Open AccessInactivated or Live-Attenuated Bivalent Vaccines That Confer Protection against Rabies and Ebola Viruses
Author(s) -
Joseph E. Blaney,
Christoph Wirblich,
Amy B. Papaneri,
Reed F. Johnson,
C. Myers,
Terry L. Juelich,
Michael R. Holbrook,
Alexander N. Freiberg,
John G. Bernbaum,
Peter B. Jahrling,
Jason Paragas,
Matthias J. Schnell
Publication year - 2011
Publication title -
journal of virology
Language(s) - English
Resource type - Journals
SCImago Journal Rank - 2.617
H-Index - 292
eISSN - 1070-6321
pISSN - 0022-538X
DOI - 10.1128/jvi.00558-11
Subject(s) - virology , ebola vaccine , biology , rabies , rabies virus , ebola virus , attenuated vaccine , duck embryo vaccine , lyssavirus , vaccination , mononegavirales , rabies vaccine , virus , filoviridae , rhabdoviridae , viral disease , virulence , paramyxoviridae , genetics , gene
The search for a safe and efficacious vaccine for Ebola virus continues, as no current vaccine candidate is nearing licensure.
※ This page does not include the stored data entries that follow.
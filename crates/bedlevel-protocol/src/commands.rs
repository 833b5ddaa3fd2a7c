//! Commands sent to the motion controller.
//!
//! A [`Command`] is one opaque line of text; the framer appends the `\n`.
//! [`Gcode`] is the vocabulary of typed commands this tool issues. Every
//! variant encodes to exactly one line.

use std::fmt;

use crate::error::{ProtocolError, ProtocolResult};

/// One line of text sent verbatim to the controller.
#[derive(Debug, Clone, PartialEq, Eq, Hash)]
pub struct Command(String);

impl Command {
    /// Build a command from a line of text.
    ///
    /// A single trailing `\n` or `\r\n` is accepted and stripped. Embedded
    /// line breaks are rejected: each command must produce exactly one
    /// acknowledgment.
    pub fn new(text: impl Into<String>) -> ProtocolResult<Command> {
        let mut text = text.into();
        if text.ends_with('\n') {
            text.pop();
            if text.ends_with('\r') {
                text.pop();
            }
        }
        if text.contains(['\n', '\r']) {
            return Err(ProtocolError::InvalidCommand(format!(
                "embedded line break in {:?}",
                text
            )));
        }
        Ok(Command(text))
    }

    /// The command text, without terminator.
    pub fn as_str(&self) -> &str {
        &self.0
    }

    /// The bytes written to the transport, newline included.
    pub fn to_wire(&self) -> Vec<u8> {
        let mut buf = Vec::with_capacity(self.0.len() + 1);
        buf.extend_from_slice(self.0.as_bytes());
        buf.push(b'\n');
        buf
    }
}

impl fmt::Display for Command {
    fn fmt(&self, f: &mut fmt::Formatter<'_>) -> fmt::Result {
        f.write_str(&self.0)
    }
}

impl From<Gcode> for Command {
    fn from(gcode: Gcode) -> Self {
        Command(gcode.encode())
    }
}

/// Axes that can be homed.
#[derive(Debug, Clone, Copy, PartialEq, Eq, Default)]
pub struct Axes {
    pub x: bool,
    pub y: bool,
    pub z: bool,
}

impl Axes {
    /// All three axes.
    pub const ALL: Axes = Axes { x: true, y: true, z: true };
    /// X and Y only.
    pub const XY: Axes = Axes { x: true, y: true, z: false };
    /// Z only.
    pub const Z: Axes = Axes { x: false, y: false, z: true };
}

/// G-code commands understood by the controller firmware.
#[derive(Debug, Clone, PartialEq)]
pub enum Gcode {
    // ========== Motion ==========
    /// Home the given axes (`G28`).
    Home(Axes),

    /// Linear move (`G1`); only the given words are emitted.
    LinearMove {
        x: Option<f32>,
        y: Option<f32>,
        z: Option<f32>,
        /// Feed rate in mm/min.
        feedrate: Option<f32>,
    },

    /// Pause the command queue (`G4`); also a barrier for pending moves.
    Dwell {
        /// Duration in milliseconds.
        millis: u32,
    },

    /// Override the current Z position without moving (`G92`).
    SetZPosition {
        z: f32,
    },

    /// Release the stepper motors (`M84`).
    DisableMotors,

    /// Enable or disable software end-stops (`M211`).
    SoftEndstops(bool),

    // ========== Mesh ==========
    /// Enable or disable mesh compensation (`M420`).
    MeshCompensation(bool),

    /// Load a mesh from a storage slot (`G29 L`).
    MeshLoad {
        slot: u32,
    },

    /// Report the active mesh as comma separated values (`G29 T1`).
    MeshReport,

    /// Set the height of one mesh point (`M421`).
    MeshSetPoint {
        col: usize,
        row: usize,
        z: f32,
    },

    /// Mark one mesh point as unset (`M421 ... N1`).
    MeshClearPoint {
        col: usize,
        row: usize,
    },

    /// Persist the active mesh to a storage slot (`G29 S`).
    MeshSave {
        slot: u32,
    },
}

impl Gcode {
    /// Encode the command as a single line, without terminator.
    pub fn encode(&self) -> String {
        match self {
            Gcode::Home(axes) => {
                let mut line = String::from("G28");
                if axes.x {
                    line.push_str(" X0");
                }
                if axes.y {
                    line.push_str(" Y0");
                }
                if axes.z {
                    line.push_str(" Z0");
                }
                line
            }
            Gcode::LinearMove { x, y, z, feedrate } => {
                let mut line = String::from("G1");
                for (word, value) in [('X', x), ('Y', y), ('Z', z), ('F', feedrate)] {
                    if let Some(v) = value {
                        line.push_str(&format!(" {}{:.2}", word, v));
                    }
                }
                line
            }
            Gcode::Dwell { millis } => format!("G4 P{}", millis),
            Gcode::SetZPosition { z } => format!("G92 Z{:.2}", z),
            Gcode::DisableMotors => "M84".to_string(),
            Gcode::SoftEndstops(on) => format!("M211 S{}", u8::from(*on)),
            Gcode::MeshCompensation(on) => format!("M420 S{}", u8::from(*on)),
            Gcode::MeshLoad { slot } => format!("G29 L{}", slot),
            Gcode::MeshReport => "G29 T1".to_string(),
            Gcode::MeshSetPoint { col, row, z } => {
                format!("M421 I{} J{} Z{:.3}", col, row, z)
            }
            Gcode::MeshClearPoint { col, row } => format!("M421 I{} J{} N1", col, row),
            Gcode::MeshSave { slot } => format!("G29 S{}", slot),
        }
    }
}

#[cfg(test)]
mod tests {
    use super::*;

    #[test]
    fn test_command_strips_terminator() {
        let cmd = Command::new("G28 X0 Y0\r\n").unwrap();
        assert_eq!(cmd.as_str(), "G28 X0 Y0");
        assert_eq!(cmd.to_wire(), b"G28 X0 Y0\n");
    }

    #[test]
    fn test_command_rejects_embedded_newline() {
        let err = Command::new("G28\nM84").unwrap_err();
        assert!(matches!(err, ProtocolError::InvalidCommand(_)));
    }

    #[test]
    fn test_home_encoding() {
        assert_eq!(Gcode::Home(Axes::ALL).encode(), "G28 X0 Y0 Z0");
        assert_eq!(Gcode::Home(Axes::XY).encode(), "G28 X0 Y0");
        assert_eq!(Gcode::Home(Axes::Z).encode(), "G28 Z0");
    }

    #[test]
    fn test_linear_move_only_emits_given_words() {
        let cmd = Gcode::LinearMove {
            x: None,
            y: Some(12.5),
            z: Some(-0.25),
            feedrate: None,
        };
        assert_eq!(cmd.encode(), "G1 Y12.50 Z-0.25");
    }

    #[test]
    fn test_mesh_point_encoding() {
        let set = Gcode::MeshSetPoint { col: 3, row: 1, z: -0.0626 };
        assert_eq!(set.encode(), "M421 I3 J1 Z-0.063");
        let clear = Gcode::MeshClearPoint { col: 0, row: 4 };
        assert_eq!(clear.encode(), "M421 I0 J4 N1");
        assert_eq!(Gcode::MeshSave { slot: 2 }.encode(), "G29 S2");
    }

    #[test]
    fn test_switch_encoding() {
        assert_eq!(Gcode::SoftEndstops(false).encode(), "M211 S0");
        assert_eq!(Gcode::MeshCompensation(true).encode(), "M420 S1");
        assert_eq!(Gcode::Dwell { millis: 100 }.encode(), "G4 P100");
        assert_eq!(Gcode::SetZPosition { z: 7.0 }.encode(), "G92 Z7.00");
    }
}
We have developed (i) replication-competent, (ii) replication-deficient, and (iii) chemically inactivated rabies virus (RABV) vaccines expressing Zaire Ebola virus (ZEBOV) glycoprotein (GP) by a reverse genetics system based on the SAD B19 RABV wildlife vaccine. ZEBOV GP is efficiently expressed by these vaccine candidates and is incorporated into virions. The vaccine candidates were avirulent after inoculation of adult mice, and viruses with a deletion in the RABV glycoprotein had greatly reduced neurovirulence after intracerebral inoculation in suckling mice. Immunization with live or inactivated RABV vaccines expressing ZEBOV GP induced humoral immunity against each virus and conferred protection from both lethal RABV and EBOV challenge in mice. The bivalent RABV/ZEBOV vaccines described here have several distinct advantages that may speed the development of inactivated vaccines for use in humans and potentially live or inactivated vaccines for use in nonhuman primates at risk of EBOV infection in endemic areas.